COUNTY GOVERNMENT OF KILIFI................................................. RESPONDENT

RULING

1. The Petitioner is a Trade Union representing members of the medical profession in matters concerning negotiation of terms and conditions of service with their respective employers both in the public and private realms. These individuals include medical doctors, pharmacists and dentists practicing in Kenya.

2. By reason of section 2 of Part 2 of the 4th Schedule to the Constitution of Kenya 2010, health services were transferred to County Governments established under the said Constitution. In effect, matters to do with human resource in public health institutions in the various Counties are now dealt with by County Governments as employers of the health service providers in the various public health institutions within their jurisdiction.

3. Whilst the County Governments are the employers of these various service providers, they manage the said service providers through the various County Public Service Boards established under the County Governments Act.

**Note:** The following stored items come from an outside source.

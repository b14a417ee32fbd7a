use chrono::{Duration, Utc};
use jsonwebtoken::{decode, encode, DecodingKey, EncodingKey, Header, Validation};
use serde::{Deserialize, Serialize};
use thiserror::Error;
use uuid::Uuid;

/// Longest token lifetime accepted from config
pub const MAX_EXPIRY_HOURS: u64 = 24 * 366;

#[derive(Debug, Clone, Serialize, Deserialize)]
pub struct Claims {
    pub sub: Uuid,
    pub username: String,
    /// First name shown as the title of the user's reviews
    #[serde(default)]
    pub name: String,
    #[serde(default)]
    pub is_staff: bool,
    pub exp: i64,
    pub iat: i64,
}

impl Claims {
    pub fn new(user_id: Uuid, username: String, name: String, is_staff: bool, expiry_hours: u64) -> Self {
        let now = Utc::now();
        let hours = expiry_hours.min(MAX_EXPIRY_HOURS) as i64;
        let exp = (now + Duration::hours(hours)).timestamp();

        Self {
            sub: user_id,
            username,
            name,
            is_staff,
            exp,
            iat: now.timestamp(),
        }
    }
}

#[derive(Debug, Error)]
pub enum JwtError {
    #[error("JWT generation error: {0}")]
    TokenGeneration(String),

    #[error("Invalid JWT token: {0}")]
    InvalidToken(String),

    #[error("JWT secret not configured")]
    InvalidSecret,
}

pub fn generate_jwt(claims: &Claims, secret: &str) -> Result<String, JwtError> {
    if secret.is_empty() {
        return Err(JwtError::InvalidSecret);
    }

    let encoding_key = EncodingKey::from_secret(secret.as_bytes());
    let header = Header::default();

    encode(&header, claims, &encoding_key).map_err(|e| JwtError::TokenGeneration(e.to_string()))
}

/// Validate signature and expiry, returning the embedded claims
pub fn decode_jwt(token: &str, secret: &str) -> Result<Claims, JwtError> {
    if secret.is_empty() {
        return Err(JwtError::InvalidSecret);
    }

    let decoding_key = DecodingKey::from_secret(secret.as_bytes());
    let validation = Validation::default();

    let token_data = decode::<Claims>(token, &decoding_key, &validation)
        .map_err(|e| JwtError::InvalidToken(e.to_string()))?;

    Ok(token_data.claims)
}

#[cfg(test)]
mod tests {
    use super::*;

    const SECRET: &str = "unit-test-secret";

    #[test]
    fn token_round_trips_claims() {
        let id = Uuid::new_v4();
        let claims = Claims::new(id, "alice".into(), "Alice".into(), true, 1);
        let token = generate_jwt(&claims, SECRET).unwrap();

        let decoded = decode_jwt(&token, SECRET).unwrap();
        assert_eq!(decoded.sub, id);
        assert_eq!(decoded.name, "Alice");
        assert!(decoded.is_staff);
    }

    #[test]
    fn wrong_secret_is_rejected() {
        let claims = Claims::new(Uuid::new_v4(), "bob".into(), String::new(), false, 1);
        let token = generate_jwt(&claims, SECRET).unwrap();

        assert!(matches!(
            decode_jwt(&token, "another-secret"),
            Err(JwtError::InvalidToken(_))
        ));
    }

    #[test]
    fn expired_token_is_rejected() {
        let mut claims = Claims::new(Uuid::new_v4(), "carol".into(), String::new(), false, 1);
        claims.iat -= 7200;
        claims.exp = claims.iat + 60;
        let token = generate_jwt(&claims, SECRET).unwrap();

        assert!(decode_jwt(&token, SECRET).is_err());
    }

    #[test]
    fn empty_secret_refuses_to_sign() {
        let claims = Claims::new(Uuid::new_v4(), "dave".into(), String::new(), false, 1);
        assert!(matches!(generate_jwt(&claims, ""), Err(JwtError::InvalidSecret)));
    }

    #[test]
    fn oversized_expiry_is_clamped() {
        let claims = Claims::new(Uuid::new_v4(), "max".into(), String::new(), false, u64::MAX);
        let limit = MAX_EXPIRY_HOURS as i64 * 3600;
        assert!(claims.exp > claims.iat);
        assert!(claims.exp - claims.iat <= limit);
    }
}
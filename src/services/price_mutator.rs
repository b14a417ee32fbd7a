use std::sync::Arc;

use rust_decimal::Decimal;
use tracing::{info, instrument};
use uuid::Uuid;

use crate::database::models::ProductView;
use crate::database::store::{ProductStore, ProductTx};
use crate::services::error::CatalogError;
use crate::services::money::{apply_markup, max_price};

/// Price writes. Every write applies the 10% markup: [`set_price`] to the
/// raw price handed in, `increase_price` to the price already stored, so
/// repeated increases compound.
#[derive(Clone)]
pub struct PriceMutator {
    store: Arc<dyn ProductStore>,
}

impl PriceMutator {
    pub fn new(store: Arc<dyn ProductStore>) -> Self {
        Self { store }
    }

    #[instrument(skip(self))]
    pub async fn increase_price(&self, product_id: Uuid) -> Result<ProductView, CatalogError> {
        let mut tx = self
            .store
            .lock_product(product_id)
            .await?
            .ok_or_else(|| CatalogError::product_not_found(product_id))?;

        let previous = tx.product().price;
        let price = checked_price(apply_markup(previous))?;
        tx.set_price(price).await?;
        let reviews = tx.reviews().await?;
        let product = tx.commit().await?;

        info!("Price of product {} raised {} -> {}", product.id, previous, product.price);
        Ok(ProductView::new(product, reviews))
    }
}

/// Apply the write-time markup to a caller-supplied price
pub fn normalized_price(raw_price: Decimal) -> Result<Decimal, CatalogError> {
    if raw_price < Decimal::ZERO {
        return Err(CatalogError::InvalidPrice(format!(
            "price must not be negative (got {})",
            raw_price
        )));
    }
    checked_price(apply_markup(raw_price))
}

/// Store a caller-supplied price, marked up, inside an already locked
/// transaction. Returns the stored value.
#[instrument(skip_all, fields(raw_price = %raw_price))]
pub async fn set_price(tx: &mut dyn ProductTx, raw_price: Decimal) -> Result<Decimal, CatalogError> {
    let price = normalized_price(raw_price)?;
    tx.set_price(price).await?;
    Ok(price)
}

fn checked_price(price: Decimal) -> Result<Decimal, CatalogError> {
    if price > max_price() {
        return Err(CatalogError::InvalidPrice(format!(
            "price {} exceeds the maximum of {}",
            price,
            max_price()
        )));
    }
    Ok(price)
}
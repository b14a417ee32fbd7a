use serde::{Deserialize, Serialize};
use std::env;

#[derive(Debug, Clone, Serialize, Deserialize)]
pub struct AppConfig {
    pub environment: Environment,
    pub database: DatabaseConfig,
    pub api: ApiConfig,
    pub security: SecurityConfig,
}

#[derive(Debug, Clone, Copy, PartialEq, Eq, Serialize, Deserialize)]
pub enum Environment {
    Development,
    Staging,
    Production,
}

#[derive(Debug, Clone, Serialize, Deserialize)]
pub struct DatabaseConfig {
    pub url: Option<String>,
    pub max_connections: u32,
    /// Seconds to wait when acquiring a pooled connection
    pub connection_timeout: u64,
    pub run_migrations: bool,
}

#[derive(Debug, Clone, Serialize, Deserialize)]
pub struct ApiConfig {
    pub port: u16,
    pub enable_request_logging: bool,
    pub max_request_size_bytes: usize,
}

#[derive(Debug, Clone, Serialize, Deserialize)]
pub struct SecurityConfig {
    #[serde(skip_serializing)]
    pub jwt_secret: String,
    pub jwt_expiry_hours: u64,
    pub enable_cors: bool,
    pub cors_origins: Vec<String>,
}

impl AppConfig {
    pub fn from_env() -> Self {
        let environment = match env::var("APP_ENV").as_deref() {
            Ok("production") | Ok("prod") => Environment::Production,
            Ok("staging") | Ok("stage") => Environment::Staging,
            _ => Environment::Development,
        };

        Self::for_environment(environment).with_env_overrides()
    }

    pub fn for_environment(environment: Environment) -> Self {
        match environment {
            Environment::Production => Self::production(),
            Environment::Staging => Self::staging(),
            Environment::Development => Self::development(),
        }
    }

    fn with_env_overrides(mut self) -> Self {
        // Database overrides
        if let Ok(v) = env::var("DATABASE_URL") {
            self.database.url = Some(v);
        }
        if let Ok(v) = env::var("DATABASE_MAX_CONNECTIONS") {
            self.database.max_connections = v.parse().unwrap_or(self.database.max_connections);
        }
        if let Ok(v) = env::var("DATABASE_CONNECTION_TIMEOUT") {
            self.database.connection_timeout = v.parse().unwrap_or(self.database.connection_timeout);
        }
        if let Ok(v) = env::var("DATABASE_RUN_MIGRATIONS") {
            self.database.run_migrations = v.parse().unwrap_or(self.database.run_migrations);
        }

        // API overrides
        if let Some(port) = env::var("API_PORT")
            .ok()
            .or_else(|| env::var("PORT").ok())
            .and_then(|s| s.parse::<u16>().ok())
        {
            self.api.port = port;
        }
        if let Ok(v) = env::var("API_ENABLE_REQUEST_LOGGING") {
            self.api.enable_request_logging = v.parse().unwrap_or(self.api.enable_request_logging);
        }
        if let Ok(v) = env::var("API_MAX_REQUEST_SIZE_BYTES") {
            self.api.max_request_size_bytes = v.parse().unwrap_or(self.api.max_request_size_bytes);
        }

        // Security overrides
        if let Ok(v) = env::var("SECURITY_JWT_SECRET") {
            self.security.jwt_secret = v;
        }
        if let Ok(v) = env::var("SECURITY_JWT_EXPIRY_HOURS") {
            self.security.jwt_expiry_hours = v.parse().unwrap_or(self.security.jwt_expiry_hours);
        }
        if let Ok(v) = env::var("SECURITY_ENABLE_CORS") {
            self.security.enable_cors = v.parse().unwrap_or(self.security.enable_cors);
        }
        if let Ok(v) = env::var("SECURITY_CORS_ORIGINS") {
            self.security.cors_origins = v.split(',').map(|s| s.trim().to_string()).collect();
        }

        self
    }

    fn development() -> Self {
        Self {
            environment: Environment::Development,
            database: DatabaseConfig {
                url: None,
                max_connections: 10,
                connection_timeout: 30,
                run_migrations: true,
            },
            api: ApiConfig {
                port: 8000,
                enable_request_logging: true,
                max_request_size_bytes: 10 * 1024 * 1024, // 10MB
            },
            security: SecurityConfig {
                jwt_secret: "storefront-dev-secret".to_string(),
                jwt_expiry_hours: 24 * 30,
                enable_cors: true,
                cors_origins: vec!["*".to_string()],
            },
        }
    }

    fn staging() -> Self {
        Self {
            environment: Environment::Staging,
            database: DatabaseConfig {
                url: None,
                max_connections: 20,
                connection_timeout: 10,
                run_migrations: true,
            },
            api: ApiConfig {
                port: 8000,
                enable_request_logging: true,
                max_request_size_bytes: 5 * 1024 * 1024, // 5MB
            },
            security: SecurityConfig {
                jwt_secret: String::new(),
                jwt_expiry_hours: 24,
                enable_cors: true,
                cors_origins: vec!["https://staging.example.com".to_string()],
            },
        }
    }

    fn production() -> Self {
        Self {
            environment: Environment::Production,
            database: DatabaseConfig {
                url: None,
                max_connections: 50,
                connection_timeout: 5,
                run_migrations: false,
            },
            api: ApiConfig {
                port: 8000,
                enable_request_logging: false,
                max_request_size_bytes: 2 * 1024 * 1024, // 2MB
            },
            security: SecurityConfig {
                jwt_secret: String::new(),
                jwt_expiry_hours: 4,
                enable_cors: true,
                cors_origins: vec!["https://shop.example.com".to_string()],
            },
        }
    }

    pub fn is_development(&self) -> bool {
        self.environment == Environment::Development
    }
}
use axum::{extract::Request, middleware::Next, response::Response};

use crate::error::ApiError;
use crate::middleware::auth::AuthUser;

/// Staff gate for elevated routes. Must run after `jwt_auth_middleware`.
pub async fn require_staff_middleware(request: Request, next: Next) -> Result<Response, ApiError> {
    let user = request
        .extensions()
        .get::<AuthUser>()
        .ok_or_else(|| ApiError::unauthorized("Authentication required"))?;

    if !user.is_staff {
        tracing::warn!("User {} denied access to {}", user.username, request.uri().path());
        return Err(ApiError::forbidden("Staff privileges required"));
    }

    Ok(next.run(request).await)
}
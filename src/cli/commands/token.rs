use uuid::Uuid;

use crate::auth::{generate_jwt, Claims};
use crate::config::AppConfig;

/// Print a signed bearer token for local testing against the configured secret
pub fn handle(
    config: &AppConfig,
    username: String,
    name: Option<String>,
    user_id: Option<Uuid>,
    staff: bool,
) -> anyhow::Result<()> {
    let user_id = user_id.unwrap_or_else(Uuid::new_v4);
    let claims = Claims::new(
        user_id,
        username,
        name.unwrap_or_default(),
        staff,
        config.security.jwt_expiry_hours,
    );
    let token = generate_jwt(&claims, &config.security.jwt_secret)?;

    eprintln!("user_id: {} (staff: {})", user_id, staff);
    println!("{}", token);
    Ok(())
}
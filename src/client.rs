//! TCP client facade: one connector, at most one live connection, and
//! optional reconnect.

use std::net::SocketAddr;
use std::sync::atomic::{AtomicBool, AtomicU64, Ordering};
use std::sync::{Arc, Mutex};
use std::time::Instant;

use tracing::{error, info};

use crate::buffer::Buffer;
use crate::channel::ConnectorId;
use crate::connection::{
    self, Callbacks, CloseCallback, Conn, ConnectionCallback, DEFAULT_HIGH_WATER_MARK,
    HighWaterMarkCallback, MessageCallback, WriteCompleteCallback,
};
use crate::connector::{self, ConnectedCallback};
use crate::event_loop::LoopHandle;
use crate::sockets;

struct ClientShared {
    name: String,
    server_addr: SocketAddr,
    connector: Mutex<Option<ConnectorId>>,
    connection: Mutex<Option<Conn>>,
    /// Reconnect automatically after a lost connection.
    retry: AtomicBool,
    /// User intent: false once `disconnect`/`stop` was called.
    connect: AtomicBool,
    next_conn_id: AtomicU64,
}

/// A TCP client bound to one loop.
pub struct TcpClient {
    loop_handle: LoopHandle,
    shared: Arc<ClientShared>,
    connection_cb: Arc<ConnectionCallback>,
    message_cb: Arc<MessageCallback>,
    write_complete_cb: Option<Arc<WriteCompleteCallback>>,
    high_water_cb: Option<Arc<HighWaterMarkCallback>>,
    high_water_mark: usize,
}

impl TcpClient {
    pub fn new(loop_handle: LoopHandle, server_addr: SocketAddr, name: &str) -> TcpClient {
        TcpClient {
            loop_handle,
            shared: Arc::new(ClientShared {
                name: name.to_string(),
                server_addr,
                connector: Mutex::new(None),
                connection: Mutex::new(None),
                retry: AtomicBool::new(false),
                connect: AtomicBool::new(true),
                next_conn_id: AtomicU64::new(1),
            }),
            connection_cb: Arc::new(connection::default_connection_callback),
            message_cb: Arc::new(connection::default_message_callback),
            write_complete_cb: None,
            high_water_cb: None,
            high_water_mark: DEFAULT_HIGH_WATER_MARK,
        }
    }

    pub fn name(&self) -> &str {
        &self.shared.name
    }

    pub fn server_addr(&self) -> SocketAddr {
        self.shared.server_addr
    }

    /// The live connection, if any.
    pub fn connection(&self) -> Option<Conn> {
        self.shared.connection.lock().unwrap().clone()
    }

    /// Reconnect with reset backoff whenever an established connection
    /// goes down.
    pub fn enable_retry(&self) {
        self.shared.retry.store(true, Ordering::Release);
    }

    pub fn retry_enabled(&self) -> bool {
        self.shared.retry.load(Ordering::Acquire)
    }

    pub fn set_connection_callback(&mut self, callback: impl Fn(&Conn) + Send + Sync + 'static) {
        self.connection_cb = Arc::new(callback);
    }

    pub fn set_message_callback(
        &mut self,
        callback: impl Fn(&Conn, &mut Buffer, Instant) + Send + Sync + 'static,
    ) {
        self.message_cb = Arc::new(callback);
    }

    pub fn set_write_complete_callback(
        &mut self,
        callback: impl Fn(&Conn) + Send + Sync + 'static,
    ) {
        self.write_complete_cb = Some(Arc::new(callback));
    }

    pub fn set_high_water_mark_callback(
        &mut self,
        callback: impl Fn(&Conn, usize) + Send + Sync + 'static,
        mark: usize,
    ) {
        self.high_water_cb = Some(Arc::new(callback));
        self.high_water_mark = mark;
    }

    /// Begin the active open. Safe to call again after `stop` or
    /// `disconnect`.
    pub fn connect(&self) {
        self.shared.connect.store(true, Ordering::Release);
        info!(name = %self.shared.name, addr = %self.shared.server_addr, "connecting");
        let callbacks = Arc::new(Callbacks {
            connection: self.connection_cb.clone(),
            message: self.message_cb.clone(),
            write_complete: self.write_complete_cb.clone(),
            high_water_mark: self.high_water_cb.clone(),
            high_water_mark_bytes: self.high_water_mark,
        });
        let shared = self.shared.clone();
        let loop_handle = self.loop_handle.clone();
        self.loop_handle.run_in_loop(move |ev| {
            let existing = *shared.connector.lock().unwrap();
            if let Some(id) = existing
                && ev.connectors.contains(id)
            {
                connector::restart(ev, id);
                return;
            }
            let callback = connected_callback(shared.clone(), loop_handle, callbacks);
            let id = connector::create(ev, shared.server_addr, callback);
            *shared.connector.lock().unwrap() = Some(id);
            connector::start(ev, id);
        });
    }

    /// Shut down the live connection gracefully; the connector stays
    /// usable.
    pub fn disconnect(&self) {
        self.shared.connect.store(false, Ordering::Release);
        if let Some(conn) = self.shared.connection.lock().unwrap().as_ref() {
            conn.shutdown();
        }
    }

    /// Abort connecting: cancel pending retries and abandon any
    /// in-flight open.
    pub fn stop(&self) {
        self.shared.connect.store(false, Ordering::Release);
        let shared = self.shared.clone();
        self.loop_handle.run_in_loop(move |ev| {
            if let Some(id) = *shared.connector.lock().unwrap() {
                connector::stop(ev, id);
            }
        });
    }
}

/// Runs on the client's loop with the freshly-connected socket.
fn connected_callback(
    shared: Arc<ClientShared>,
    loop_handle: LoopHandle,
    callbacks: Arc<Callbacks>,
) -> ConnectedCallback {
    Box::new(move |ev, socket| {
        let peer_addr = match sockets::peer_addr(socket.fd()) {
            Ok(addr) => addr,
            Err(e) => {
                error!(error = %e, "getpeername on connected fd failed");
                return;
            }
        };
        let local_addr = match sockets::local_addr(socket.fd()) {
            Ok(addr) => addr,
            Err(e) => {
                error!(error = %e, "getsockname on connected fd failed");
                return;
            }
        };
        let seq = shared.next_conn_id.fetch_add(1, Ordering::Relaxed);
        let name = format!("{}:{}#{}", shared.name, peer_addr, seq);
        info!(name = %name, peer = %peer_addr, "connected");

        let close_cb = remove_connection_callback(shared.clone(), loop_handle.clone());
        let id = connection::create(
            ev,
            name,
            socket,
            local_addr,
            peer_addr,
            callbacks.clone(),
            Some(close_cb),
        );
        if let Some(handle) = connection::make_handle(ev, id) {
            *shared.connection.lock().unwrap() = Some(handle);
        }
        connection::establish(ev, id);
    })
}

/// Internal close callback: drop the handle, destroy the connection,
/// and re-arm the connector when retry is on.
fn remove_connection_callback(
    shared: Arc<ClientShared>,
    loop_handle: LoopHandle,
) -> Arc<CloseCallback> {
    Arc::new(move |conn: &Conn| {
        let shared = shared.clone();
        let id = conn.id();
        loop_handle.queue_in_loop(move |ev| {
            *shared.connection.lock().unwrap() = None;
            connection::destroy(ev, id);
            if shared.retry.load(Ordering::Acquire)
                && shared.connect.load(Ordering::Acquire)
                && let Some(connector_id) = *shared.connector.lock().unwrap()
            {
                info!("connection lost, reconnecting");
                connector::restart(ev, connector_id);
            }
        });
    })
}

impl Drop for TcpClient {
    fn drop(&mut self) {
        let connection = self.shared.connection.lock().unwrap().take();
        if let Some(conn) = connection {
            let id = conn.id();
            conn.loop_handle()
                .queue_in_loop(move |ev| connection::destroy(ev, id));
        }
        let shared = self.shared.clone();
        self.loop_handle.queue_in_loop(move |ev| {
            if let Some(id) = shared.connector.lock().unwrap().take() {
                connector::destroy(ev, id);
            }
        });
    }
}
use std::sync::Once;

static INIT: Once = Once::new();

pub fn init_logging() {
    INIT.call_once(|| {
        let _ = tracing_subscriber::fmt()
            .with_env_filter(tracing_subscriber::EnvFilter::from_default_env())
            .with_test_writer()
            .try_init();
    });
}
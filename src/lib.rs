//! revio — a multi-reactor TCP networking library for Unix-like
//! systems.
//!
//! One [`EventLoop`] per thread, each with a pluggable readiness
//! demultiplexer (epoll or poll), a timer queue, and an eventfd-driven
//! task queue for cross-thread work. [`TcpServer`] runs a passive
//! acceptor on a base loop and distributes connections round-robin over
//! an I/O thread pool; [`TcpClient`] performs active opens with
//! exponential-backoff retry. Applications hang protocol logic off
//! per-connection callbacks (up/down, message arrival, write-complete,
//! high-water) over a raw byte-stream [`Buffer`].
//!
//! Within one loop, callbacks run strictly sequentially; the only
//! thread-safe surfaces are [`LoopHandle`], [`Conn`], and the facade
//! start/connect entry points, all of which marshal work onto the
//! owning loop in FIFO order.

mod acceptor;
mod channel;
mod connector;
mod sockets;

pub mod buffer;
pub mod client;
pub mod connection;
pub mod endian;
pub mod error;
pub mod event_loop;
pub mod poller;
pub mod server;
pub mod thread_pool;
pub mod timer;

// Public API re-exports
pub use buffer::Buffer;
pub use client::TcpClient;
pub use connection::{
    Conn, ConnId, ConnState, ConnectionCallback, DEFAULT_HIGH_WATER_MARK, HighWaterMarkCallback,
    MessageCallback, WriteCompleteCallback,
};
pub use error::Error;
pub use event_loop::{EventLoop, LoopHandle, Task};
pub use poller::Backend;
pub use server::TcpServer;
pub use thread_pool::{EventLoopThread, EventLoopThreadPool, ThreadInitCallback};
pub use timer::{TimerCallback, TimerId};
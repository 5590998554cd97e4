//! Best-efforts timer queue, driven by a timerfd registered with the
//! owning loop.
//!
//! Two parallel views hold the same set of timers: a map ordered by
//! `(expiration, sequence)` decides fire order, and a map keyed by
//! sequence serves cancellation by handle. The monotonic sequence makes
//! keys unique even for simultaneous expirations.

use std::collections::{BTreeMap, HashMap, HashSet};
use std::io;
use std::os::fd::RawFd;
use std::sync::atomic::{AtomicU64, Ordering};
use std::time::{Duration, Instant};

use tracing::{error, warn};

use crate::event_loop::EventLoop;

/// Handle for cancelling a scheduled timer.
///
/// Cancellation is best-effort: a callback already running finishes, but
/// a repeating timer cancelled mid-fire is not re-armed.
#[derive(Clone, Copy, Debug, PartialEq, Eq, Hash)]
pub struct TimerId(pub(crate) u64);

pub type TimerCallback = Box<dyn FnMut(&mut EventLoop) + Send>;

static NEXT_SEQUENCE: AtomicU64 = AtomicU64::new(1);

/// Sequences are allocated before the timer reaches its loop, so a
/// `TimerId` can be returned from any thread immediately.
pub(crate) fn next_sequence() -> u64 {
    NEXT_SEQUENCE.fetch_add(1, Ordering::Relaxed)
}

pub(crate) struct Timer {
    pub(crate) callback: TimerCallback,
    pub(crate) expiration: Instant,
    /// `None` for one-shot timers.
    pub(crate) interval: Option<Duration>,
    pub(crate) sequence: u64,
}

pub(crate) struct TimerQueue {
    timer_fd: RawFd,
    /// Pending timers by fire order.
    timers: BTreeMap<(Instant, u64), Timer>,
    /// The same timers by identity, for cancel().
    active: HashMap<u64, Instant>,
    calling_expired: bool,
    /// Timers cancelled while their callback was running this cycle.
    canceling: HashSet<u64>,
}

impl TimerQueue {
    pub(crate) fn new() -> io::Result<TimerQueue> {
        let timer_fd = unsafe {
            libc::timerfd_create(libc::CLOCK_MONOTONIC, libc::TFD_NONBLOCK | libc::TFD_CLOEXEC)
        };
        if timer_fd < 0 {
            return Err(io::Error::last_os_error());
        }
        Ok(TimerQueue {
            timer_fd,
            timers: BTreeMap::new(),
            active: HashMap::new(),
            calling_expired: false,
            canceling: HashSet::new(),
        })
    }

    pub(crate) fn fd(&self) -> RawFd {
        self.timer_fd
    }

    pub(crate) fn add(&mut self, timer: Timer) {
        let earliest_changed = self.insert(timer);
        if earliest_changed {
            self.rearm();
        }
    }

    pub(crate) fn cancel(&mut self, id: TimerId) {
        if let Some(when) = self.active.remove(&id.0) {
            let removed = self.timers.remove(&(when, id.0));
            debug_assert!(removed.is_some());
        } else if self.calling_expired {
            // The timer is firing right now: suppress its re-arm.
            self.canceling.insert(id.0);
        }
    }

    pub(crate) fn pending(&self) -> usize {
        debug_assert_eq!(self.timers.len(), self.active.len());
        self.timers.len()
    }

    /// Insert into both views; true when the new timer became the
    /// earliest expiration.
    fn insert(&mut self, timer: Timer) -> bool {
        debug_assert_eq!(self.timers.len(), self.active.len());
        let when = timer.expiration;
        let earliest_changed = self
            .timers
            .keys()
            .next()
            .is_none_or(|&(earliest, _)| when < earliest);
        self.active.insert(timer.sequence, when);
        self.timers.insert((when, timer.sequence), timer);
        earliest_changed
    }

    /// Move every timer with `expiration <= now` out of both views.
    fn take_expired(&mut self, now: Instant) -> Vec<Timer> {
        let rest = self.timers.split_off(&(now, u64::MAX));
        let expired_map = std::mem::replace(&mut self.timers, rest);
        let mut expired = Vec::with_capacity(expired_map.len());
        for ((_, sequence), timer) in expired_map {
            self.active.remove(&sequence);
            expired.push(timer);
        }
        expired
    }

    fn rearm(&self) {
        if let Some(&(when, _)) = self.timers.keys().next() {
            arm_timer_fd(self.timer_fd, when);
        }
    }
}

impl Drop for TimerQueue {
    fn drop(&mut self) {
        unsafe {
            libc::close(self.timer_fd);
        }
    }
}

/// timerfd read handler: run everything that is due, then restart the
/// survivors.
pub(crate) fn handle_expiry(ev: &mut EventLoop) {
    let fd = ev.timers.timer_fd;
    let mut count: u64 = 0;
    let n = unsafe { libc::read(fd, &mut count as *mut u64 as *mut libc::c_void, 8) };
    if n != 8 {
        warn!(bytes = n, "timerfd read returned an unexpected length");
    }

    let now = Instant::now();
    let mut expired = ev.timers.take_expired(now);
    ev.timers.canceling.clear();
    ev.timers.calling_expired = true;
    for timer in &mut expired {
        (timer.callback)(ev);
    }
    ev.timers.calling_expired = false;

    for mut timer in expired {
        if let Some(interval) = timer.interval
            && !ev.timers.canceling.contains(&timer.sequence)
        {
            timer.expiration = now + interval;
            ev.timers.insert(timer);
        }
    }
    ev.timers.canceling.clear();
    if !ev.timers.timers.is_empty() {
        ev.timers.rearm();
    }
}

fn arm_timer_fd(fd: RawFd, when: Instant) {
    // Relative arming with a small floor; zero would disarm the fd.
    let delay = when
        .saturating_duration_since(Instant::now())
        .max(Duration::from_micros(100));
    let spec = libc::itimerspec {
        it_interval: libc::timespec {
            tv_sec: 0,
            tv_nsec: 0,
        },
        it_value: libc::timespec {
            tv_sec: delay.as_secs() as libc::time_t,
            tv_nsec: delay.subsec_nanos() as libc::c_long,
        },
    };
    let ret = unsafe { libc::timerfd_settime(fd, 0, &spec, std::ptr::null_mut()) };
    if ret < 0 {
        error!(error = %io::Error::last_os_error(), "timerfd_settime failed");
    }
}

This arrangement is self evident in the following provisions of law: -

a) Article 235 (1) of the Constitution provides as follows: -

‘’A county government is responsible, within a framework of uniform norms and standards prescribed by an Act of Parliament, for: -

Ø Establishing and abolishing offices in its public service;

Ø Appointing persons to hold or act in those offices, and confirming appointments; and

Ø Exercising disciplinary control over and removing persons holding or acting in those offices.’’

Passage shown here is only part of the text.